Bu koşullardan biri, en az 400.000 ABD doları değerinde taşınmaz satın almak ve bu taşınmazı en az üç yıl boyunca satmama taahhüdünde bulunmaktır.

Bu düzenlemenin hukuki dayanağı, Türk Vatandaşlığı Kanununun 12. maddesi ve Türk Vatandaşlığı Kanununun Uygulanmasına İlişkin Yönetmelik’tir.
Yönetmeliğe göre;

  • Taşınmaz, tapuya tescil edilmeli,
  • Üzerine üç yıl süreyle “satılamaz” şerhi konulmalı,
  • Ödemeler bankalar aracılığıyla ve döviz bazında yapılmalıdır.

Bu şartları yerine getiren yabancı yatırımcı, Cumhurbaşkanlığı kararıyla Türk vatandaşlığına kabul edilebilmektedir.


2. Eşya Hukuku Perspektifinden Mülkiyet Hakkı

Eşya hukukuna göre mülkiyet hakkı, sahibine kullanma, yararlanma ve tasarruf etme yetkilerini tanır.
Bir kişi taşınmaz edindiğinde, bu hak doğrudan tapu siciline tescil yoluyla kazanılır. Ancak vatandaşlık kazanımı sürecinde bu tescil yalnızca bir mülkiyet işlemi olmaktan çıkar, kamu hukukuna bağlı bir statü kazandırma aracına dönüşür.

Taşınmaz edinimi burada çift yönlü bir nitelik taşır:

  1. Özel hukuk yönüyle: Taşınmaz üzerinde mülkiyet hakkı doğar.
  2. Kamu hukuku yönüyle: Bu taşınmaz, vatandaşlık kazanımında kullanılabilecek yatırım aracı niteliği taşır.

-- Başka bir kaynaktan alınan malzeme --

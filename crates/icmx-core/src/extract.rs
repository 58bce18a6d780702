// Dweve ICMX - Intercompany Message Extraction
//
// Copyright (c) 2025 Dweve IP B.V. and individual contributors.
//
// SPDX-License-Identifier: Apache-2.0
//
// Licensed under the Apache License, Version 2.0 (the "License");
// you may not use this file except in compliance with the License.
// You may obtain a copy of the License in the LICENSE file at the
// root of this repository or at: http://www.apache.org/licenses/LICENSE-2.0
//
// Unless required by applicable law or agreed to in writing, software
// distributed under the License is distributed on an "AS IS" BASIS,
// WITHOUT WARRANTIES OR CONDITIONS OF ANY KIND, either express or implied.
// See the License for the specific language governing permissions and
// limitations under the License.

//! Field extraction: one message in, one flattened row per line item out.
//!
//! Every field query supplies its own default: a missing element or
//! attribute yields `""` (or a field-specific literal), never an error. The
//! single hard failure is message text from which no XML tree can be
//! recovered at all.

use crate::dom::{self, Element};
use crate::error::Result;
use crate::sink::RowSink;
use chrono::NaiveDate;

/// The fixed output columns, in order.
pub const COLUMNS: [&str; 20] = [
    "PUSB",
    "PO_NUMBER",
    "SOS",
    "CUSTPROFCODE",
    "ITRANSPROUTECODE",
    "POCREATEDATE",
    "POLINESEQNR",
    "MMMPRODID",
    "ORDERQTY",
    "SELLINGUNIT",
    "SUPPLY CHAIN UNIT",
    "PRODUCT DESCRIPTION",
    "SPECIAL HANDLING",
    "LINE INSTRUCTION",
    "ADDRESS",
    "EXPORT MARKS",
    "ORDER INSTRUCTION",
    "EXPC SHIP TYPE CODE",
    "EXPC SHIP DATE",
    "SAP PO NUMBER",
];

/// A column value for one message: constant across the message's rows, or
/// aligned by position with the line-item sequence.
enum ColumnValue {
    Scalar(String),
    PerLine(Vec<String>),
}

/// Summary of one message without row output.
#[derive(Debug, Clone, PartialEq, Eq)]
pub struct MessageStats {
    /// The order's `orderNumber` attribute, `""` when absent.
    pub order_number: String,
    /// The order's `PUSB` attribute, `""` when absent.
    pub pusb: String,
    /// Number of line items (= number of rows extraction would write).
    pub line_items: usize,
}

/// Parse one message and report its identity and line-item count.
pub fn message_stats(message: &str) -> Result<MessageStats> {
    let root = dom::parse_lenient(message)?;
    let orders = root.find_path(&["purchaseOrder"]);
    Ok(MessageStats {
        order_number: first_attr(&orders, "orderNumber"),
        pusb: first_attr(&orders, "PUSB"),
        line_items: root.find_path(&["purchaseOrder", "lineItems", "lineItem"]).len(),
    })
}

/// Flatten one message into `sink`, one row per line item, starting at the
/// 1-indexed `start_row`. Returns the next free row index; a message with no
/// line items writes nothing and leaves the cursor unchanged.
pub fn extract_message(message: &str, sink: &mut dyn RowSink, start_row: usize) -> Result<usize> {
    let root = dom::parse_lenient(message)?;

    let orders = root.find_path(&["purchaseOrder"]);

    let pusb = first_attr(&orders, "PUSB");
    let po_number = first_attr(&orders, "orderNumber");
    let sos = first_text(&root.find_path(&["purchaseOrder", "header", "SoS"]));

    let mut custprofcode =
        first_text(&root.find_path(&["purchaseOrder", "header", "customerProfileCode"]));
    if !custprofcode.is_empty() {
        custprofcode = format!("STC {custprofcode}");
    }

    let itransproutecode = first_text(&root.find_path(&[
        "purchaseOrder",
        "header",
        "internationalTransportationRouteCode",
    ]));

    let pocreatedate = reformat_date(&first_text(&root.find_path(&[
        "purchaseOrder",
        "header",
        "purchaseOrderCreationDate",
    ])));

    // Ship-to address lines are joined in reverse document order. That is
    // the downstream system's expected ordering, odd as it reads.
    let mut address_lines: Vec<&str> = root
        .find_path(&["purchaseOrder", "header", "purchaseOrderDetails", "purchaseOrderDetail"])
        .into_iter()
        .filter(|el| el.attr("type") == Some("shiptoaddress"))
        .flat_map(|el| el.texts())
        .collect();
    address_lines.reverse();
    let address = address_lines.join("; ");

    let instruction: String = root
        .find_path(&["purchaseOrder", "header", "specialInstructions", "specialInstruction"])
        .into_iter()
        .filter(|el| el.attr("type") == Some("AH"))
        .flat_map(|el| el.texts())
        .collect();
    let order_instruction = if instruction.is_empty() {
        "null".to_string()
    } else {
        format!("C{instruction}")
    };

    let line_items = root.find_path(&["purchaseOrder", "lineItems", "lineItem"]);
    let count = line_items.len();

    let polineseqnr: Vec<String> = line_items
        .iter()
        .map(|li| normalize_sequence_number(li.attr("sequenceNumber").unwrap_or("")))
        .collect();

    let mmmprodid = child_texts(&line_items, "productIdentifier");
    let orderqty = child_texts(&line_items, "orderQuantity");
    let sellingunit = child_texts(&line_items, "sellingUnit");
    let supply_chain_unit = sellingunit.clone();
    let product_description = detail_texts(&line_items, "purchaseritemdescription");
    let special_handling = detail_texts(&line_items, "specialhandlingcode");

    let expc_ship_type_code: Vec<String> = line_items
        .iter()
        .map(|li| {
            li.children_named("requestedShipmentDate")
                .filter_map(|el| el.attr("type"))
                .collect::<Vec<_>>()
                .join(" ")
        })
        .collect();

    let expc_ship_date: Vec<String> = child_texts(&line_items, "requestedShipmentDate")
        .into_iter()
        .map(|date| reformat_date(&date))
        .collect();

    let sap_po_number: Vec<String> = child_texts(&line_items, "purchasingCompanyReferenceNumber")
        .into_iter()
        .map(|value| if value.is_empty() { "null".to_string() } else { value })
        .collect();

    let data: [ColumnValue; 20] = [
        ColumnValue::Scalar(pusb),
        ColumnValue::Scalar(po_number),
        ColumnValue::Scalar(sos),
        ColumnValue::Scalar(custprofcode),
        ColumnValue::Scalar(itransproutecode),
        ColumnValue::Scalar(pocreatedate),
        ColumnValue::PerLine(polineseqnr),
        ColumnValue::PerLine(mmmprodid),
        ColumnValue::PerLine(orderqty),
        ColumnValue::PerLine(sellingunit),
        ColumnValue::PerLine(supply_chain_unit),
        ColumnValue::PerLine(product_description),
        ColumnValue::PerLine(special_handling),
        ColumnValue::PerLine(vec![String::new(); count]),
        ColumnValue::Scalar(address),
        ColumnValue::PerLine(vec![String::new(); count]),
        ColumnValue::Scalar(order_instruction),
        ColumnValue::PerLine(expc_ship_type_code),
        ColumnValue::PerLine(expc_ship_date),
        ColumnValue::PerLine(sap_po_number),
    ];

    for item in 0..count {
        for (col, value) in data.iter().enumerate() {
            let cell = match value {
                ColumnValue::Scalar(scalar) => scalar.as_str(),
                ColumnValue::PerLine(values) => {
                    values.get(item).map(String::as_str).unwrap_or("")
                }
            };
            sink.write_cell(start_row + item, col + 1, cell);
        }
    }

    Ok(start_row + count)
}

/// First value of the named attribute across `elements`, in document order.
fn first_attr(elements: &[&Element], name: &str) -> String {
    elements
        .iter()
        .find_map(|el| el.attr(name))
        .unwrap_or("")
        .to_string()
}

/// First direct text node across `elements`, in document order.
fn first_text(elements: &[&Element]) -> String {
    elements
        .iter()
        .find_map(|el| el.texts().next())
        .unwrap_or("")
        .to_string()
}

/// Per line item: text of all direct children with the given name,
/// space-joined when a line item carries several matches.
fn child_texts(line_items: &[&Element], name: &str) -> Vec<String> {
    line_items
        .iter()
        .map(|li| {
            li.children_named(name)
                .flat_map(|el| el.texts())
                .collect::<Vec<_>>()
                .join(" ")
        })
        .collect()
}

/// Per line item: text of `lineItemDetails/lineItemDetail` children carrying
/// the given `type` attribute, space-joined.
fn detail_texts(line_items: &[&Element], detail_type: &str) -> Vec<String> {
    line_items
        .iter()
        .map(|li| {
            li.children_named("lineItemDetails")
                .flat_map(|details| details.children_named("lineItemDetail"))
                .filter(|detail| detail.attr("type") == Some(detail_type))
                .flat_map(|detail| detail.texts())
                .collect::<Vec<_>>()
                .join(" ")
        })
        .collect()
}

/// Reformat `YYYY-MM-DD` to `DD.MM.YYYY`. Empty and unparsable input both
/// yield `""`; the parse is strict, so surrounding whitespace or trailing
/// garbage does not pass.
fn reformat_date(raw: &str) -> String {
    if raw.trim().is_empty() {
        return String::new();
    }
    match NaiveDate::parse_from_str(raw, "%Y-%m-%d") {
        Ok(date) => date.format("%d.%m.%Y").to_string(),
        Err(_) => String::new(),
    }
}

/// Normalize a line sequence number: trimmed all-digit values lose their
/// leading zeros, anything else is kept (trimmed) as-is.
fn normalize_sequence_number(raw: &str) -> String {
    let trimmed = raw.trim();
    if !trimmed.is_empty() && trimmed.bytes().all(|b| b.is_ascii_digit()) {
        let stripped = trimmed.trim_start_matches('0');
        if stripped.is_empty() {
            "0".to_string()
        } else {
            stripped.to_string()
        }
    } else {
        trimmed.to_string()
    }
}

Dolayısıyla mülkiyet hakkı, salt bir özel mülkiyet ilişkisi değil; vatandaşlık statüsüyle bütünleşmiş bir egemenlik aracı haline gelir.
Bu durum, klasik “mülkiyet hakkı kişiseldir” anlayışını aşar; kişinin vatandaşlık statüsüne bağlı olarak sınırlanabilir veya genişletilebilir bir hak modeli oluşturur.

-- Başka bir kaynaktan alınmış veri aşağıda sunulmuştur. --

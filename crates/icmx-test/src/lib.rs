// Dweve ICMX - Intercompany Message Extraction
//
// Copyright (c) 2025 Dweve IP B.V. and individual contributors.
//
// SPDX-License-Identifier: Apache-2.0
//
// Licensed under the Apache License, Version 2.0 (the "License");
// you may not use this file except in compliance with the License.
// You may obtain a copy of the License in the LICENSE file at the
// root of this repository or at: http://www.apache.org/licenses/LICENSE-2.0
//
// Unless required by applicable law or agreed to in writing, software
// distributed under the License is distributed on an "AS IS" BASIS,
// WITHOUT WARRANTIES OR CONDITIONS OF ANY KIND, either express or implied.
// See the License for the specific language governing permissions and
// limitations under the License.

//! Shared test fixtures for the ICMX crates.
//!
//! Canonical intercompany message documents plus helpers for fragmenting
//! them across simulated spreadsheet rows, used by the scanner, extraction,
//! adapter, and CLI test suites.
//!
//! ```rust
//! use icmx_test::fixtures;
//!
//! let message = fixtures::order_message();      // 2 line items, all fields
//! let rows = fixtures::split_lines(&message);   // one spreadsheet row per line
//! assert_eq!(rows.concat(), message);
//! ```

pub mod fixtures;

3. Vatandaşlık Hukuku Açısından Egemenlik ve Kamu Düzeni

Vatandaşlık, bir devletin egemenlik alanı içinde kimin “aidiyet bağı” kuracağını belirleyen en temel statüdür.
Her devlet, kimin vatandaş olabileceğini belirleme konusunda tam yetkilidir.
Bu bağlamda taşınmaz edinimi yoluyla vatandaşlık kazanımı, devletin ekonomik politikasıyla doğrudan bağlantılı bir kamu hukuku işlemidir.

Türkiye, bu sistemi uygularken hem ekonomik kalkınmayı teşvik etmeyi, hem de ulusal güvenlik ve kamu düzenini korumayı amaçlamaktadır.
Bu nedenle;

  • Her taşınmaz edinimi vatandaşlık hakkı doğurmaz.
  • Taşınmazın bulunduğu bölge, stratejik alanlar veya askeri yasak bölgeler bu kapsam dışında tutulabilir.
  • Ayrıca başvuru sahibinin geçmişi, gelir kaynağı, uluslararası bağlantıları ve güvenlik durumu da titizlikle incelenir.

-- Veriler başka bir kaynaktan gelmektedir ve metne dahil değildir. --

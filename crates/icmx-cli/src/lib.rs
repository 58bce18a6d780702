// Dweve ICMX - Intercompany Message Extraction
//
// Copyright (c) 2025 Dweve IP B.V. and individual contributors.
//
// SPDX-License-Identifier: Apache-2.0
//
// Licensed under the Apache License, Version 2.0 (the "License");
// you may not use this file except in compliance with the License.
// You may obtain a copy of the License in the LICENSE file at the
// root of this repository or at: http://www.apache.org/licenses/LICENSE-2.0
//
// Unless required by applicable law or agreed to in writing, software
// distributed under the License is distributed on an "AS IS" BASIS,
// WITHOUT WARRANTIES OR CONDITIONS OF ANY KIND, either express or implied.
// See the License for the specific language governing permissions and
// limitations under the License.

//! Command-line interface for ICMX.
//!
//! Wraps the scanner/extractor core and the CSV adapters behind an `icmx`
//! binary with `extract`, `inspect`, and `completion` subcommands.

pub mod cli;
pub mod commands;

Vatandaşlık burada, “yatırımın miktarı” kadar devletin güvenlik ve egemenlik değerlendirmesine bağlıdır.


4. Mülkiyetin Vatandaşlığa Bağlanması: Hukuki ve Toplumsal Etkiler

Taşınmaz edinimiyle vatandaşlık kazanımı, mülkiyetin yalnızca ekonomik bir hak değil, aynı zamanda siyasal bir aidiyet belirleyicisi haline geldiği bir dönüşüm yaratmıştır.
Bu durum, şu üç temel etkide kendini gösterir:

  1. Hukuki Etki:
    Mülkiyet, yatırım aracına dönüştükçe eşya hukuku klasik sınırlarının dışına çıkar. Artık mülkiyet yalnızca sahibine değil, devletin vatandaşlık politikasına da hizmet eden bir fonksiyona sahiptir.
  2. Ekonomik Etki:
    Türkiye’nin gayrimenkul piyasasında yabancı yatırımcı talebi artmış, özellikle İstanbul, Antalya, Muğla gibi bölgelerde taşınmaz değerleri ciddi oranda yükselmiştir.
    Bu durum, iç piyasada fiyat artışlarına yol açarken yabancı sermaye girişini de hızlandırmıştır.
  3. Toplumsal Etki:
    Vatandaşlık ve mülkiyet kavramlarının birbirine bu denli bağlanması, “aidiyetin ekonomikleşmesi” tartışmasını gündeme getirmiştir.
    Artık vatandaşlık, doğum ya da soy bağı dışında ekonomik bir edinim aracı haline gelebilmektedir.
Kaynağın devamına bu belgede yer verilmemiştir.